US jobless claims rise marginally; layoffs increase in July

Author: Agencies

WASHINGTON: The number of Americans filing for unemployment benefits unexpectedly rose last week, while renewed job cuts in the energy sector boosted layoffs announced by US-based employers in July.

Despite the increases, the labor market remains healthy and will probably continue to support economic growth for the remainder of this year.

Initial claims for state unemployment benefits increased 3,000 to a seasonally adjusted 269,000 for the week ended July 30, the Labor Department said on Thursday. Economists had forecast initial claims slipping to 265,000 in the latest week.

“This level of unemployment claims points to continued very subdued layoff rates at the start of the third quarter,” said John Ryding, chief economist at RDQ Economics in New York.

Claims have now been below 300,000, a threshold associated with a strong labor market, for 74 consecutive weeks, the longest streak since 1973. With the labor market perceived to be either at or approaching full employment, there is probably limited scope for further declines in claims.

The dollar trimmed losses against the yen and the euro after the data. US Treasuries held gains and US stock futures were trading higher, in part boosted by a Bank of England interest rate cut.

Claims tend to be volatile around this time of the year when automobile manufacturers typically idle assembly lines for retooling. Some, however, keep production running, which can throw off the model the government uses to strip out seasonal fluctuations from the data.

Through the gyrations, the trend in claims has remained consistent with jobs market strength. The four-week moving average of claims, considered a better measure of labor market trends as it irons out week-to-week volatility, rose 3,750 to 260,250 last week.

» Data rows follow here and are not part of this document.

use std::time::Duration;

use anyhow::{bail, Context, Result};
use base64::engine::general_purpose::STANDARD as BASE64;
use base64::Engine as _;
use reqwest::blocking::{Client as HttpClient, Response as HttpResponse};
use retouch_contracts::ImageBlob;
use serde_json::{json, Map, Value};

use super::{EditProvider, ProviderReply, ProviderRequest, ReplyKind};
use crate::http::{response_json_or_error, value_as_f64};

pub const DEFAULT_GEMINI_API_BASE: &str = "https://generativelanguage.googleapis.com/v1beta";

pub struct GeminiProvider {
    api_base: String,
    api_key: Option<String>,
    http: HttpClient,
}

impl GeminiProvider {
    pub fn new(api_base: Option<String>, api_key: Option<String>) -> Self {
        Self {
            api_base: api_base
                .map(|value| value.trim().trim_end_matches('/').to_string())
                .filter(|value| !value.is_empty())
                .unwrap_or_else(|| DEFAULT_GEMINI_API_BASE.to_string()),
            api_key: api_key
                .map(|value| value.trim().to_string())
                .filter(|value| !value.is_empty()),
            http: HttpClient::new(),
        }
    }

    fn endpoint_for_model(&self, model: &str) -> String {
        let trimmed = model.trim();
        let model_path = if trimmed.starts_with("models/") {
            trimmed.to_string()
        } else {
            format!("models/{trimmed}")
        };
        format!("{}/{}:generateContent", self.api_base, model_path)
    }

    fn build_payload(request: &ProviderRequest) -> Value {
        let mut parts: Vec<Value> = request
            .images
            .iter()
            .map(|image| {
                json!({
                    "inlineData": {
                        "mimeType": image.mime_type(),
                        "data": BASE64.encode(image.bytes()),
                    }
                })
            })
            .collect();
        parts.push(json!({ "text": request.instruction }));

        let mut generation_config = Map::new();
        generation_config.insert("candidateCount".to_string(), Value::from(1));
        match request.reply {
            ReplyKind::Image => {
                generation_config.insert(
                    "responseModalities".to_string(),
                    json!(["IMAGE", "TEXT"]),
                );
            }
            ReplyKind::Text { json } => {
                generation_config.insert("responseModalities".to_string(), json!(["TEXT"]));
                if json {
                    generation_config.insert(
                        "responseMimeType".to_string(),
                        Value::String("application/json".to_string()),
                    );
                }
            }
        }

        let mut payload = Map::new();
        payload.insert(
            "contents".to_string(),
            json!([{ "role": "user", "parts": parts }]),
        );
        payload.insert(
            "generationConfig".to_string(),
            Value::Object(generation_config),
        );
        if let Some(safety_settings) = request
            .options
            .get("safety_settings")
            .and_then(Value::as_array)
        {
            payload.insert(
                "safetySettings".to_string(),
                Value::Array(safety_settings.clone()),
            );
        }
        Value::Object(payload)
    }

    fn request_timeout_seconds(request: &ProviderRequest) -> f64 {
        value_as_f64(request.options.get("request_timeout"), 90.0, 15.0, 300.0)
    }

    /// Sends the request exactly once. A timeout may already have reached the
    /// upstream, so transport failures are reported, never re-sent.
    fn post_once(
        &self,
        endpoint: &str,
        api_key: &str,
        payload: &Value,
        timeout_s: f64,
    ) -> Result<HttpResponse> {
        self.http
            .post(endpoint)
            .query(&[("key", api_key)])
            .timeout(Duration::from_secs_f64(timeout_s))
            .json(payload)
            .send()
            .with_context(|| format!("Gemini request failed ({endpoint})"))
    }

    /// Reads the first candidate's image and text parts plus the block and
    /// finish reasons.
    fn parse_reply(response_payload: &Value) -> Result<ProviderReply> {
        let mut reply = ProviderReply {
            block_reason: response_payload
                .get("promptFeedback")
                .and_then(|feedback| feedback.get("blockReason"))
                .and_then(Value::as_str)
                .map(str::to_string),
            ..ProviderReply::default()
        };
        let Some(candidate) = response_payload
            .get("candidates")
            .and_then(Value::as_array)
            .and_then(|candidates| candidates.first())
        else {
            return Ok(reply);
        };
        reply.finish_reason = candidate
            .get("finishReason")
            .and_then(Value::as_str)
            .map(str::to_string);

        let parts = candidate
            .get("content")
            .and_then(|content| content.get("parts"))
            .and_then(Value::as_array)
            .cloned()
            .unwrap_or_default();
        let mut texts = Vec::new();
        for part in parts {
            if part.get("thought").and_then(Value::as_bool).unwrap_or(false) {
                continue;
            }
            if let Some(text) = part.get("text").and_then(Value::as_str) {
                texts.push(text.to_string());
                continue;
            }
            let Some(inline) = part
                .get("inlineData")
                .or_else(|| part.get("inline_data"))
                .and_then(Value::as_object)
            else {
                continue;
            };
            let data = inline
                .get("data")
                .and_then(Value::as_str)
                .unwrap_or_default();
            if data.is_empty() {
                continue;
            }
            let bytes = BASE64
                .decode(data.as_bytes())
                .context("Gemini image base64 decode failed")?;
            let mime_type = inline
                .get("mimeType")
                .or_else(|| inline.get("mime_type"))
                .and_then(Value::as_str)
                .unwrap_or("image/png");
            reply
                .images
                .push(ImageBlob::new(bytes, mime_type, "gemini-output"));
        }
        if !texts.is_empty() {
            reply.text = Some(texts.join("\n"));
        }
        Ok(reply)
    }
}

impl EditProvider for GeminiProvider {
    fn name(&self) -> &str {
        "gemini"
    }

    fn generate(&self, request: &ProviderRequest) -> Result<ProviderReply> {
        let Some(api_key) = self.api_key.as_deref() else {
            bail!("GEMINI_API_KEY or GOOGLE_API_KEY not set");
        };
        let endpoint = self.endpoint_for_model(&request.model);
        let payload = Self::build_payload(request);
        let response = self.post_once(
            &endpoint,
            api_key,
            &payload,
            Self::request_timeout_seconds(request),
        )?;
        let response_payload = response_json_or_error("Gemini", response)?;
        Self::parse_reply(&response_payload)
    }
}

The claims data has no impact on July’s employment report, scheduled to be released on Friday, as it falls outside the survey period. According to a Reuters survey of economists, non farm payrolls likely increased by a healthy 180,000 jobs in July after surging 287,000 the prior month. June’s jump in job gains was viewed as unsustainable given anemic economic growth. Labor market strength is boosting consumer spending, which is expected to help the economy regain speed after growth braked to an average 1.0 percent annual rate in the last three quarters.

In separate report, global outplacement consultancy Challenger, Gray & Christmas said employers in the US announced plans to shed 45,346 workers from their payrolls in July, a 19 percent increase from June.

Though it was the second straight monthly increase, layoffs were 57 percent lower than in July last year. Job cuts in the energy sector surged 796 percent to 17,725 last month.

“We did see a resurgence in energy-sector job cuts. This was somewhat unexpected in light of recent projections of increased oil prices and possible labor shortages in the industry,” said John Challenger, chief executive officer at Challenger, Gray & Christmas.

So far this year energy companies have announced 94,936 layoffs, up 37 percent from a year ago. The bulk of the job cuts have been blamed on lower oil prices, according to Challenger. There have also been large job cuts in the computer industry, with 9,875 layoffs announced in July.

New orders for US factory goods fell for a second straight month in June on weak demand for transportation equipment and capital goods, but signs of stabilisation in business spending offered some hope for struggling industries.

The Commerce Department said on Thursday that new orders for manufactured goods declined 1.5 percent after a downwardly revised 1.2 percent decrease in May. Economists polled by Reuters had forecast factory orders dropping 1.8 percent in June after a previously reported 1.0 percent decline in May. The department also said orders for non-defense capital goods excluding aircraft increased 0.4 percent in June instead of the 0.2 percent gain reported last month. These so-called core capital goods are seen as a measure of business confidence and spending plans on equipment. Core capital goods shipments, which are used to calculate business equipment spending in the gross domestic product report, fell 0.2 percent in June. They were previously reported to have slipped 0.4 percent in June. Manufacturing, which accounts for about 12 percent of the economy, has been pressured by the residual effects of a strong dollar and weak global demand, which have undermined exports of factory goods. Production has also been hurt by businesses placing fewer orders as they try to clear an inventory glut.